One thing that I found early on going the other way… having 64bit workstations in a 32bit server world is that I couldn’t put the drivers on the server.  Even more so because I needed Vista/Windows Server 2008 drivers and my print server is a Windows 2003 box.  In our “paperless office” where we kill more trees per capita on an annual basis we have small desktop printers on each workstation.  We do this to keep the workflow for the worker bees.  Then we have large scanner/copier/network printers.  Each one of those has a static IP address. 

For any Vista 64bit workstation, I had to add a local printer, then to tcp/ip port and then I entered in the static IP address of the printer while at the workstation.

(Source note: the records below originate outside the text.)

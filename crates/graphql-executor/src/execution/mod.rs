//! Runs the selected operation of a request against a [`Schema`].
//!
//! Everything happens inside the single future returned by [`Executor::execute`]: sibling
//! fields and list items are resolved through bounded, order-preserving streams and no task
//! is spawned. Dropping that future cancels every resolver still in flight.

mod collect;
mod context;
mod scope;
mod validation;
mod variables;

use std::sync::Arc;

use tracing::{field, info_span, Instrument, Span};

use crate::{
    config::ExecutorConfig,
    error::{ExecutionError, ExecutionResult},
    request::Request,
    response::Response,
    schema::Schema,
};

use self::context::ExecutionContext;

/// Why a value could not be completed.
pub(crate) enum Abort {
    /// The value is null at a non-null position; the error is already recorded and the
    /// nearest nullable ancestor becomes null.
    NullPropagation,
    /// The whole request fails.
    Fatal(ExecutionError),
}

/// Executes requests against a shared schema.
#[derive(Debug, Clone)]
pub struct Executor {
    schema: Arc<Schema>,
    config: ExecutorConfig,
}

impl Executor {
    pub fn new(schema: Arc<Schema>) -> Self {
        Executor {
            schema,
            config: ExecutorConfig::default(),
        }
    }

    #[must_use]
    pub fn with_config(mut self, config: ExecutorConfig) -> Self {
        self.config = config;
        self
    }

    pub fn schema(&self) -> &Schema {
        &self.schema
    }

    pub fn config(&self) -> &ExecutorConfig {
        &self.config
    }

    /// Executes the operation selected by `request`.
    ///
    /// Fails only for request errors (validation and variables), in which case nothing was
    /// executed. Field errors are part of the returned [`Response`].
    pub async fn execute(&self, request: Request) -> ExecutionResult<Response> {
        execute_with_config(&self.schema, &self.config, request).await
    }
}

/// Executes `request` with the default configuration.
pub async fn execute(schema: &Schema, request: Request) -> ExecutionResult<Response> {
    execute_with_config(schema, &ExecutorConfig::default(), request).await
}

pub async fn execute_with_config(
    schema: &Schema,
    config: &ExecutorConfig,
    request: Request,
) -> ExecutionResult<Response> {
    let span = info_span!("execute", "operation.name" = field::Empty, "operation.type" = field::Empty);
    async {
        let ctx = ExecutionContext::new(schema, config, &request).inspect_err(|err| {
            tracing::debug!(error = %err, "Request rejected");
        })?;

        let span = Span::current();
        if let Some(name) = ctx.operation_name() {
            span.record("operation.name", name);
        }
        span.record("operation.type", field::display(ctx.operation_type()));

        ctx.execute().await
    }
    .instrument(span)
    .await
}
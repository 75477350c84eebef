use pretty_assertions::assert_eq;
use serde_json::json;

use super::{execute_request, run, star_wars};
use crate::{ExecutorConfig, Request};

async fn first_error(query: &str) -> String {
    let response = run(query).await;
    assert_eq!(response.get("data"), None, "{response}");
    response["errors"][0]["message"].as_str().unwrap_or_default().to_string()
}

#[tokio::test]
async fn unknown_field() {
    insta::assert_snapshot!(first_error("{ starships }").await, @"Cannot query field 'starships' on type 'Query'.");
}

#[tokio::test]
async fn unknown_field_in_a_branch_that_resolves_to_null() {
    // `human` is null for this id, the selection is still checked.
    insta::assert_snapshot!(
        first_error(r#"{ human(id: "2001") { starships } }"#).await,
        @"Cannot query field 'starships' on type 'Human'."
    );
}

#[tokio::test]
async fn unknown_fragment() {
    insta::assert_snapshot!(first_error("{ ...Missing }").await, @"Unknown fragment named 'Missing'.");
}

#[tokio::test]
async fn fragment_cycle() {
    let query = r"
        { hero { ...A } }
        fragment A on Character { name ...B }
        fragment B on Character { id ...A }
    ";
    insta::assert_snapshot!(first_error(query).await, @"Fragment 'A' cannot spread itself.");
}

#[tokio::test]
async fn selection_sets_must_match_the_field_type() {
    insta::assert_snapshot!(
        first_error("{ numbers { x } }").await,
        @"Field 'numbers' must not have a selection since type '[Int!]!' has no subfields."
    );
    insta::assert_snapshot!(
        first_error("{ hero }").await,
        @"Field 'hero' of type 'Character' must have a selection of subfields."
    );
    insta::assert_snapshot!(
        first_error("{ __typename { x } }").await,
        @"Field '__typename' must not have a selection since type 'String!' has no subfields."
    );
}

#[tokio::test]
async fn unknown_type_condition() {
    insta::assert_snapshot!(first_error("{ ... on Starship { numbers } }").await, @"Unknown type 'Starship'.");
}

#[tokio::test]
async fn max_depth() {
    let config = ExecutorConfig {
        max_depth: Some(2),
        ..Default::default()
    };
    let schema = star_wars();

    let request = Request::parse("{ hero { name } }").unwrap();
    let response = execute_request(&schema, &config, request).await;
    assert_eq!(response, json!({ "data": { "hero": { "name": "R2-D2" } } }));

    let request = Request::parse("{ hero { friends { name } } }").unwrap();
    let response = execute_request(&schema, &config, request).await;
    insta::assert_json_snapshot!(response, @r###"
    {
      "errors": [
        {
          "message": "Query is nested too deep, the maximum depth is 2.",
          "locations": [
            {
              "line": 1,
              "column": 1
            }
          ],
          "extensions": {
            "code": "OPERATION_VALIDATION_ERROR"
          }
        }
      ]
    }
    "###);
}

#[tokio::test]
async fn max_depth_counts_fragments() {
    let config = ExecutorConfig {
        max_depth: Some(2),
        ..Default::default()
    };
    let request = Request::parse("{ hero { ...Friends } } fragment Friends on Character { friends { name } }").unwrap();
    let response = execute_request(&star_wars(), &config, request).await;
    assert_eq!(
        response["errors"][0]["message"],
        "Query is nested too deep, the maximum depth is 2."
    );
}
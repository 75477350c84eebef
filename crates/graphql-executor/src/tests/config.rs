use pretty_assertions::assert_eq;
use serde_json::json;

use super::{execute_request, star_wars};
use crate::{ExecutorConfig, Request};

#[test]
fn defaults() {
    let config: ExecutorConfig = toml::from_str("").unwrap();
    assert_eq!(config, ExecutorConfig::default());
    insta::assert_debug_snapshot!(config, @r###"
    ExecutorConfig {
        concurrency_limit: 32,
        max_depth: None,
    }
    "###);
}

#[test]
fn from_toml() {
    let config: ExecutorConfig = toml::from_str(
        r"
        concurrency_limit = 4
        max_depth = 10
        ",
    )
    .unwrap();

    assert_eq!(
        config,
        ExecutorConfig {
            concurrency_limit: 4,
            max_depth: Some(10),
        }
    );
}

#[test]
fn unknown_fields_are_rejected() {
    let error = toml::from_str::<ExecutorConfig>("max_concurrency = 4").unwrap_err();
    assert!(error.to_string().contains("unknown field `max_concurrency`"), "{error}");
}

#[tokio::test]
async fn zero_concurrency_still_executes() {
    let config: ExecutorConfig = serde_json::from_value(json!({ "concurrency_limit": 0 })).unwrap();
    let response = execute_request(&star_wars(), &config, Request::parse("{ numbers hero { name } }").unwrap()).await;
    assert_eq!(
        response,
        json!({ "data": { "numbers": [1, 2, 3], "hero": { "name": "R2-D2" } } })
    );
}
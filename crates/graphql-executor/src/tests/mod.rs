use std::time::Duration;

use serde_json::{json, Value};

use crate::{
    error::ResolverError,
    schema::{
        EnumType, FieldDefinition, InputValueDefinition, InterfaceType, ObjectType, ResolvedValue, ResolverFuture, Schema,
        UnionType,
    },
    DirectiveLocation, DirectiveSpec, ExecutorConfig, Request, Response, ValueProducer, Variables,
};

mod config;
mod nullability;
mod operation;
mod validation;

fn init_logging() {
    let _ = tracing_subscriber::fmt()
        .with_test_writer()
        .with_max_level(tracing::Level::TRACE)
        .try_init();
}

fn resolved(value: Value) -> Result<ResolvedValue, ResolverError> {
    Ok(value.into())
}

fn humans() -> Value {
    json!([
        {
            "id": "1000",
            "name": "Luke Skywalker",
            "friends": ["1002", "1003", "2000", "2001"],
            "appearsIn": ["NEWHOPE", "EMPIRE", "JEDI"],
            "homePlanet": "Tatooine"
        },
        {
            "id": "1001",
            "name": "Darth Vader",
            "friends": ["1004"],
            "appearsIn": ["NEWHOPE", "EMPIRE", "JEDI"],
            "homePlanet": "Tatooine"
        },
        {
            "id": "1002",
            "name": "Han Solo",
            "friends": ["1000", "1003", "2001"],
            "appearsIn": ["NEWHOPE", "EMPIRE", "JEDI"],
            "homePlanet": null
        },
        {
            "id": "1003",
            "name": "Leia Organa",
            "friends": ["1000", "1002", "2000", "2001"],
            "appearsIn": ["NEWHOPE", "EMPIRE", "JEDI"],
            "homePlanet": "Alderaan"
        },
        {
            "id": "1004",
            "name": "Wilhuff Tarkin",
            "friends": ["1001"],
            "appearsIn": ["NEWHOPE"],
            "homePlanet": null
        }
    ])
}

fn droids() -> Value {
    json!([
        {
            "id": "2000",
            "name": "C-3PO",
            "friends": ["1000", "1002", "1003", "2001"],
            "appearsIn": ["NEWHOPE", "EMPIRE", "JEDI"],
            "primaryFunction": "Protocol"
        },
        {
            "id": "2001",
            "name": "R2-D2",
            "friends": ["1000", "1002", "1003"],
            "appearsIn": ["NEWHOPE", "EMPIRE", "JEDI"],
            "primaryFunction": "Astromech"
        }
    ])
}

fn characters() -> Vec<Value> {
    let mut characters = Vec::new();
    for list in [humans(), droids()] {
        if let Value::Array(items) = list {
            characters.extend(items);
        }
    }
    characters
}

fn character(id: &str) -> Option<Value> {
    characters().into_iter().find(|character| character["id"] == id)
}

/// Droid ids start with a 2. Character values carry no `__typename` so that the interface
/// has to ask its type resolver.
fn character_type(value: &ResolvedValue) -> Option<String> {
    let id = value.get_field("id");
    let id = id.data_resolved().as_str()?;
    Some(if id.starts_with('2') { "Droid" } else { "Human" }.to_string())
}

fn friends() -> FieldDefinition {
    FieldDefinition::new("friends", "[Character]").resolve(|ctx| async move {
        let friends = ctx
            .parent
            .get_field("friends")
            .item_iter()
            .map(|ids| {
                ids.filter_map(|id| id.data_resolved().as_str().and_then(character))
                    .collect::<Vec<_>>()
            })
            .unwrap_or_default();
        resolved(Value::Array(friends))
    })
}

fn human() -> ObjectType {
    ObjectType::new("Human")
        .implements("Character")
        .field(FieldDefinition::new("id", "ID!"))
        .field(FieldDefinition::new("name", "String"))
        .field(friends())
        .field(FieldDefinition::new("appearsIn", "[Episode]"))
        .field(FieldDefinition::new("homePlanet", "String"))
}

fn droid() -> ObjectType {
    ObjectType::new("Droid")
        .implements("Character")
        .field(FieldDefinition::new("id", "ID!"))
        .field(FieldDefinition::new("name", "String"))
        .field(friends())
        .field(FieldDefinition::new("appearsIn", "[Episode]"))
        .field(FieldDefinition::new("primaryFunction", "String"))
}

fn query() -> ObjectType {
    ObjectType::new("Query")
        .field(
            FieldDefinition::new("hero", "Character")
                .argument(InputValueDefinition::new("episode", "Episode"))
                .resolve(|ctx| async move {
                    let id = match ctx.arg::<String>("episode")?.as_deref() {
                        Some("EMPIRE") => "1000",
                        _ => "2001",
                    };
                    resolved(character(id).unwrap_or_default())
                }),
        )
        .field(
            FieldDefinition::new("human", "Human")
                .argument(InputValueDefinition::new("id", "ID!"))
                .resolve(|ctx| async move {
                    let id = ctx.arg::<String>("id")?.unwrap_or_default();
                    resolved(character(&id).filter(|_| !id.starts_with('2')).unwrap_or_default())
                }),
        )
        .field(
            FieldDefinition::new("droid", "Droid")
                .argument(InputValueDefinition::new("id", "ID!"))
                .resolve(|ctx| async move {
                    let id = ctx.arg::<String>("id")?.unwrap_or_default();
                    resolved(character(&id).filter(|_| id.starts_with('2')).unwrap_or_default())
                }),
        )
        .field(
            FieldDefinition::new("characters", "[Character!]!")
                .argument(InputValueDefinition::new("episode", "Episode"))
                .resolve(|ctx| async move {
                    let episode = ctx.arg::<String>("episode")?;
                    let characters = characters()
                        .into_iter()
                        .filter(|character| match &episode {
                            Some(episode) => character["appearsIn"]
                                .as_array()
                                .is_some_and(|episodes| episodes.iter().any(|e| e == episode.as_str())),
                            None => true,
                        })
                        .collect();
                    resolved(Value::Array(characters))
                }),
        )
        .field(
            FieldDefinition::new("search", "[SearchResult]")
                .argument(InputValueDefinition::new("text", "String!"))
                .resolve(|ctx| async move {
                    let text = ctx.arg::<String>("text")?.unwrap_or_default();
                    let results = characters()
                        .into_iter()
                        .filter(|character| character["name"].as_str().is_some_and(|name| name.contains(&text)))
                        .map(|mut character| {
                            let typename = if character.get("primaryFunction").is_some() {
                                "Droid"
                            } else {
                                "Human"
                            };
                            character["__typename"] = json!(typename);
                            character
                        })
                        .collect();
                    resolved(Value::Array(results))
                }),
        )
        .field(
            FieldDefinition::new("episode", "Episode!")
                .argument(InputValueDefinition::new("episode", "Episode!"))
                .resolve(|ctx| async move { resolved(json!(ctx.arg::<String>("episode")?)) }),
        )
        .field(FieldDefinition::new("numbers", "[Int!]!").resolve(|_| async { resolved(json!([1, 2, 3])) }))
        .field(FieldDefinition::new("brokenNumbers", "[Int!]").resolve(|_| async { resolved(json!([1, null, 3])) }))
        .field(FieldDefinition::new("sparseNumbers", "[Int]!").resolve(|_| async { resolved(json!([1, null, 3])) }))
        .field(FieldDefinition::new("root", "Root").resolve(|_| async { resolved(json!({ "name": "root" })) }))
        .field(
            FieldDefinition::new("failing", "String")
                .resolve(|_| async { Err::<ResolvedValue, _>(ResolverError::new("the resolver failed")) }),
        )
        .field(
            FieldDefinition::new("failingNonNull", "String!")
                .resolve(|_| async { Err::<ResolvedValue, _>(ResolverError::new("the resolver failed")) }),
        )
        .field(
            FieldDefinition::new("delayed", "String")
                .argument(InputValueDefinition::new("ms", "Int!"))
                .argument(InputValueDefinition::new("value", "String").with_default("done"))
                .resolve(|ctx| async move {
                    let ms = ctx.arg::<u64>("ms")?.unwrap_or_default();
                    tokio::time::sleep(Duration::from_millis(ms)).await;
                    resolved(json!(ctx.arg::<String>("value")?))
                }),
        )
        .field(
            FieldDefinition::new("echo", "String")
                .argument(InputValueDefinition::new("text", "String"))
                .argument(InputValueDefinition::new("times", "Int").with_default(1))
                .resolve(|ctx| async move {
                    let text = ctx.arg::<String>("text")?;
                    let times = ctx.arg::<usize>("times")?.unwrap_or(1);
                    resolved(json!(text.map(|text| text.repeat(times))))
                }),
        )
        .field(
            FieldDefinition::new("sum", "Int!")
                .argument(InputValueDefinition::new("values", "[Int!]!"))
                .resolve(|ctx| async move {
                    let values = ctx.arg::<Vec<i64>>("values")?.unwrap_or_default();
                    resolved(json!(values.iter().sum::<i64>()))
                }),
        )
}

/// Characters of the original trilogy and a few fields exercising the error paths.
pub(crate) fn star_wars_builder() -> crate::SchemaBuilder {
    Schema::build("Query")
        .register(EnumType::new("Episode", ["NEWHOPE", "EMPIRE", "JEDI"]))
        .register(
            InterfaceType::new("Character")
                .field(FieldDefinition::new("id", "ID!"))
                .field(FieldDefinition::new("name", "String"))
                .field(FieldDefinition::new("friends", "[Character]"))
                .field(FieldDefinition::new("appearsIn", "[Episode]"))
                .resolve_type(character_type),
        )
        .register(human())
        .register(droid())
        .register(UnionType::new("SearchResult").member("Human").member("Droid"))
        .register(
            ObjectType::new("Root")
                .field(FieldDefinition::new("name", "String"))
                .field(FieldDefinition::new("nonNullChild", "Child!"))
                .field(FieldDefinition::new("child", "Child").resolve(|_| async { resolved(json!({ "x": 1 })) })),
        )
        .register(ObjectType::new("Child").field(FieldDefinition::new("x", "Int")))
        .register(query())
        .directive(
            DirectiveSpec::new("upper", [DirectiveLocation::Field]).wrap_resolver(|producer, _, _| -> ValueProducer {
                Box::new(move || -> ResolverFuture {
                    Box::pin(async move {
                        let value = producer().await?;
                        resolved(match value.data_resolved() {
                            Value::String(s) => json!(s.to_uppercase()),
                            other => other.clone(),
                        })
                    })
                })
            }),
        )
}

pub(crate) fn star_wars() -> Schema {
    star_wars_builder().finish().unwrap()
}

pub(crate) async fn execute_request(schema: &Schema, config: &ExecutorConfig, request: Request) -> Value {
    init_logging();
    crate::execute_with_config(schema, config, request)
        .await
        .unwrap_or_else(Response::from)
        .into_json()
        .unwrap()
}

pub(crate) async fn run(query: &str) -> Value {
    run_with_variables(query, json!({})).await
}

pub(crate) async fn run_with_variables(query: &str, variables: Value) -> Value {
    let request = Request::parse(query)
        .unwrap()
        .with_variables(Variables::from_json(variables));
    execute_request(&star_wars(), &ExecutorConfig::default(), request).await
}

I would then add the printer driver at the workstation.  This seemed to do the best rather than trying to add the driver on the server and share out from there.  Now there are more elegant solutions, but if you need a few 64bit workstations to be able to print to a network printer that has a static IP, this is one way to do it.

More blog posts on ways to deal with the 32/64bit printer driver world.


4 Responses to Printer drivers in the 32/64 world

  1. Matthew Clapham says:

    You could also point the server directly to the IP address then have all clients (even 64b ones) point to the server’s share printer queue, but that still has some driver gotchas. But 64b Windows has been out for years and it’s the defacto standard on servers now. There’s no excuse for a top tier IHV not to have driver support.

  2. Rosewood says:

    Quite often on my Vx64 clients I would need to print to shared printers (USB printers or network printers that you can’t print to directly).

    If the driver was not built into Vista, I could simply add it like any other network printer and specify my driver (always trying to keep the version and especially type the same, so never using a postscript driver when the host uses a PCL).

    The problem I ran into was when there was no driver to download, because it was built into Vista. Vista just doesn’t handle that well. So, what then?

    Well, in the above instructions, instead of adding a TCP/IP port, I added a standard local port. When prompted for the port name, I used the full UNC path to the printer, ie \\server\hpprinter. This adds the printer as a local printer, and I can then choose from the built in driver list to get exactly what I wanted.

    One more pro-tip. Users will not get the UAC prompt for adding a printer to Vista if you pre-install the drivers on the machine. To do it manually at least, right click in the white space in Printers and choose Run As Administrator, Server Properties. From the driver section there you can add the drivers in.

  3. cseiter says:

    Airborne. Wow, there’s on I haven’t seen in a long time. The diner where he talks about nothing matters and the girl overhears it, that’s Pompilio’s, the same place as the toothpick scene in “Rainman”. The inside house scenes of the aunt’s house; it the same place as the houce in “Fresh Horses” wih Molly Ringwald. I grew up two blocks from Pompilio’s and went to school with the people who owned the house. They had their whole hose redocoreated twice for free. We had a casting call for extras at my high school, but they said I might overshadow the rest of the cast.

  4. Manuel W. says:

    I second the trick mentioned above — create a new port, Local port, \\servername\printer share name.